Instructions to follow - Work through the data line by line, gathering every line that has the word "clone".

Collected data entries:
◇ ◇ ◇ ◇

//! Trigonometric and inverse trigonometric functions

use super::{pi, working_precision};
use crate::bigdecimal::BigDecimal;
use crate::error::ArithmeticError;
use num_traits::{One, Signed, Zero};

impl BigDecimal {
    /// Sine to `precision` fractional digits. Arguments of decimal exponent
    /// 2 or more are first reduced modulo 2π.
    pub fn sin(&self, precision: u32) -> BigDecimal {
        let wp = working_precision(precision);
        let x = self.reduce_periodic(wp);
        sin_series(&x, wp).round(precision as i64)
    }

    /// Cosine to `precision` fractional digits, with the same argument
    /// reduction as [BigDecimal::sin].
    pub fn cos(&self, precision: u32) -> BigDecimal {
        let wp = working_precision(precision);
        let x = self.reduce_periodic(wp);
        cos_series(&x, wp).round(precision as i64)
    }

    /// `sin/cos`, failing when the cosine evaluates to exactly zero at one
    /// digit beyond the requested precision.
    pub fn tan(&self, precision: u32) -> Result<BigDecimal, ArithmeticError> {
        let wp = working_precision(precision);
        let x = self.reduce_periodic(wp);
        let s = sin_series(&x, wp);
        let c = cos_series(&x, wp);
        if c.round(precision as i64 + 1).is_zero() {
            return Err(ArithmeticError::division_by_zero());
        }
        s.div_prec(&c, precision)
    }

    /// `cos/sin`, failing when the sine evaluates to exactly zero at one
    /// digit beyond the requested precision.
    pub fn cot(&self, precision: u32) -> Result<BigDecimal, ArithmeticError> {
        let wp = working_precision(precision);
        let x = self.reduce_periodic(wp);
        let s = sin_series(&x, wp);
        let c = cos_series(&x, wp);
        if s.round(precision as i64 + 1).is_zero() {
            return Err(ArithmeticError::division_by_zero());
        }
        c.div_prec(&s, precision)
    }

    /// Fold an argument two or more decimal orders above unity back into one
    /// turn, using π computed with enough extra digits to cover the
    /// argument's magnitude.
    fn reduce_periodic(&self, wp: u32) -> BigDecimal {
        let exponent = self.decimal_exponent();
        if self.is_zero() || exponent < 2 {
            return self.clone();
        }
        let two_pi = pi(wp + exponent as u32 + 2) * BigDecimal::from(2u32);
        let turns = self.div_prec_unchecked(&two_pi, 2).round(0);
        self - &(&turns * &two_pi)
    }

    /// Arc tangent; never fails.
    pub fn atan(&self, precision: u32) -> BigDecimal {
        let wp = working_precision(precision);
        atan_working(self, wp).round(precision as i64)
    }

    /// Arc cotangent as `π/2 - atan`.
    pub fn acot(&self, precision: u32) -> BigDecimal {
        let wp = working_precision(precision);
        (half_pi(wp) - atan_working(self, wp)).round(precision as i64)
    }

    /// Arc sine; arguments outside `[-1, 1]` are undefined.
    pub fn asin(&self, precision: u32) -> Result<BigDecimal, ArithmeticError> {
        let wp = working_precision(precision);
        Ok(asin_working(self, wp)?.round(precision as i64))
    }

    /// Arc cosine as `π/2 - asin`; arguments outside `[-1, 1]` are
    /// undefined.
    pub fn acos(&self, precision: u32) -> Result<BigDecimal, ArithmeticError> {
        let wp = working_precision(precision);
        Ok((half_pi(wp) - asin_working(self, wp)?).round(precision as i64))
    }
}

fn half_pi(wp: u32) -> BigDecimal {
    pi(wp).div_prec_unchecked(&BigDecimal::from(2u32), wp)
}

/// Alternating Taylor series `x - x³/3! + x⁵/5! - …`, iterated until a term
/// flushes to zero at the working precision.
fn sin_series(x: &BigDecimal, wp: u32) -> BigDecimal {
    if x.is_zero() {
        return BigDecimal::zero();
    }
    let x = x.round(wp as i64);
    let x2 = (&x * &x).round(wp as i64);
    let mut term = x.clone();
    let mut sum = x;
    let mut n = 1u64;
    loop {
        let scaled = (&term * &x2).round(wp as i64);
        term = -scaled.div_prec_unchecked(&BigDecimal::from((2 * n) * (2 * n + 1)), wp);
        if term.is_zero() {
            break;
        }
        sum = &sum + &term;
        n += 1;
    }
    sum
}

/// Alternating Taylor series `1 - x²/2! + x⁴/4! - …`.
fn cos_series(x: &BigDecimal, wp: u32) -> BigDecimal {
    let one = BigDecimal::one();
    if x.is_zero() {
        return one;
    }
    let x = x.round(wp as i64);
    let x2 = (&x * &x).round(wp as i64);
    let mut term = one.clone();
    let mut sum = one;
    let mut n = 1u64;
    loop {
        let scaled = (&term * &x2).round(wp as i64);
        term = -scaled.div_prec_unchecked(&BigDecimal::from((2 * n - 1) * (2 * n)), wp);
        if term.is_zero() {
            break;
        }
        sum = &sum + &term;
        n += 1;
    }
    sum
}

/// Branching arc tangent at working precision: the series handles `|x| < 1`,
/// unit arguments are `±π/4`, and larger ones go through
/// `atan(x) = sign(x)·π/2 - atan(1/x)`.
fn atan_working(x: &BigDecimal, wp: u32) -> BigDecimal {
    if x.is_zero() {
        return BigDecimal::zero();
    }
    let one = BigDecimal::one();
    let ax = x.abs();
    if ax == one {
        let quarter_pi = pi(wp).div_prec_unchecked(&BigDecimal::from(4u32), wp);
        return if x.is_negative() { -quarter_pi } else { quarter_pi };
    }
    if ax > one {
        let inv = one.div_prec_unchecked(x, wp);
        // the reciprocal of a value barely past one can round back to a
        // unit, which the series must never see
        if inv.abs() >= one {
            let quarter_pi = pi(wp).div_prec_unchecked(&BigDecimal::from(4u32), wp);
            return if x.is_negative() { -quarter_pi } else { quarter_pi };
        }
        let signed_half = if x.is_negative() { -half_pi(wp) } else { half_pi(wp) };
        return signed_half - atan_working(&inv, wp);
    }
    atan_series(x, wp)
}

/// Taylor series `x - x³/3 + x⁵/5 - …` for `|x| < 1`. When a freshly
/// computed term exactly matches the magnitude of the previous one the
/// precision has saturated; a half-term correction is added and the loop
/// stops instead of running forever.
fn atan_series(x: &BigDecimal, wp: u32) -> BigDecimal {
    let x = x.round(wp as i64);
    let x2 = (&x * &x).round(wp as i64);
    let mut power = x.clone();
    let mut sum = x;
    let mut previous: Option<BigDecimal> = None;
    let mut n = 1u64;
    loop {
        power = -((&power * &x2).round(wp as i64));
        let term = power.div_prec_unchecked(&BigDecimal::from(2 * n + 1), wp);
        if term.is_zero() {
            break;
        }
        let magnitude = term.abs();
        if previous.as_ref() == Some(&magnitude) {
            sum = &sum + &term.div_prec_unchecked(&BigDecimal::from(2u32), wp);
            break;
        }
        sum = &sum + &term;
        previous = Some(magnitude);
        n += 1;
    }
    sum
}

/// Arc sine at working precision via `atan(x / √(1 - x²))`, with closed
/// forms at zero and the unit boundaries.
fn asin_working(x: &BigDecimal, wp: u32) -> Result<BigDecimal, ArithmeticError> {
    let one = BigDecimal::one();
    let ax = x.abs();
    if ax > one {
        return Err(ArithmeticError::undefined());
    }
    if x.is_zero() {
        return Ok(BigDecimal::zero());
    }
    if ax == one {
        let h = half_pi(wp);
        return Ok(if x.is_negative() { -h } else { h });
    }
    let complement = &one - &(x * x);
    let base = complement.root(2, wp)?;
    if base.is_zero() {
        // the complement vanished at this precision: the argument is
        // indistinguishable from a unit
        let h = half_pi(wp);
        return Ok(if x.is_negative() { -h } else { h });
    }
    let arg = x.div_prec_unchecked(&base, wp);
    Ok(atan_working(&arg, wp))
}

#[cfg(test)]
mod tests {
    use super::*;

    fn dec(s: &str) -> BigDecimal {
        s.parse().unwrap()
    }

    #[test]
    fn sin_cos_test() {
        assert_eq!(dec("0").sin(10).to_string(), "0");
        assert_eq!(dec("0").cos(10).to_string(), "1");
        assert_eq!(dec("1").sin(10).to_string(), "0.8414709848");
        assert_eq!(dec("1").cos(10).to_string(), "0.5403023059");
        assert_eq!(dec("-1").sin(10).to_string(), "-0.8414709848");
        assert_eq!(dec("-1").cos(10).to_string(), "0.5403023059");
        assert_eq!(dec("0.5").sin(10).to_string(), "0.4794255386");
    }

    #[test]
    fn large_argument_reduction_test() {
        // decimal exponent >= 2 triggers the mod-2π reduction
        assert_eq!(dec("100").sin(10).to_string(), "-0.5063656411");
        assert_eq!(dec("100").cos(10).to_string(), "0.8623188723");
        assert_eq!(dec("-100").sin(10).to_string(), "0.5063656411");
    }

    #[test]
    fn tan_cot_test() {
        assert_eq!(dec("1").tan(10).unwrap().to_string(), "1.5574077247");
        assert_eq!(dec("1").cot(10).unwrap().to_string(), "0.6420926159");
        assert_eq!(dec("0").tan(10).unwrap().to_string(), "0");
        assert!(dec("0").cot(10).is_err());
    }

    #[test]
    fn atan_test() {
        assert_eq!(dec("0").atan(10).to_string(), "0");
        assert_eq!(dec("1").atan(10).to_string(), "0.7853981634");
        assert_eq!(dec("-1").atan(10).to_string(), "-0.7853981634");
        assert_eq!(dec("0.5").atan(10).to_string(), "0.463647609");
        assert_eq!(dec("2").atan(10).to_string(), "1.1071487178");
        assert_eq!(dec("-2").atan(10).to_string(), "-1.1071487178");
    }

    #[test]
    fn acot_test() {
        assert_eq!(dec("1").acot(10).to_string(), "0.7853981634");
        assert_eq!(dec("0").acot(10).to_string(), "1.5707963268");
    }

    #[test]
    fn asin_acos_test() {
        assert_eq!(dec("0").asin(10).unwrap().to_string(), "0");
        assert_eq!(dec("0.5").asin(10).unwrap().to_string(), "0.5235987756");
        assert_eq!(dec("-0.5").asin(10).unwrap().to_string(), "-0.5235987756");
        assert_eq!(dec("1").asin(10).unwrap().to_string(), "1.5707963268");
        assert_eq!(dec("-1").asin(10).unwrap().to_string(), "-1.5707963268");
        assert_eq!(dec("0.5").acos(10).unwrap().to_string(), "1.0471975512");
        assert_eq!(dec("1").acos(10).unwrap().to_string(), "0");
        assert_eq!(dec("-1").acos(10).unwrap().to_string(), "3.1415926536");
        assert_eq!(dec("0").acos(10).unwrap().to_string(), "1.5707963268");
        assert!(dec("1.5").asin(10).is_err());
        assert!(dec("-1.1").acos(10).is_err());
    }

    #[test]
    fn pythagorean_identity_test() {
        // sin² + cos² stays within a last-digit ulp of one
        let s = dec("0.7").sin(15);
        let c = dec("0.7").cos(15);
        let sum = &(&s * &s) + &(&c * &c);
        let error = (sum - BigDecimal::one()).abs();
        assert!(error <= dec("0.000000000000002"));
    }
}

◇ ◇ ◇ ◇

Answer section -
            return self.clone();
    let mut term = x.clone();
    let mut term = one.clone();
    let mut power = x.clone();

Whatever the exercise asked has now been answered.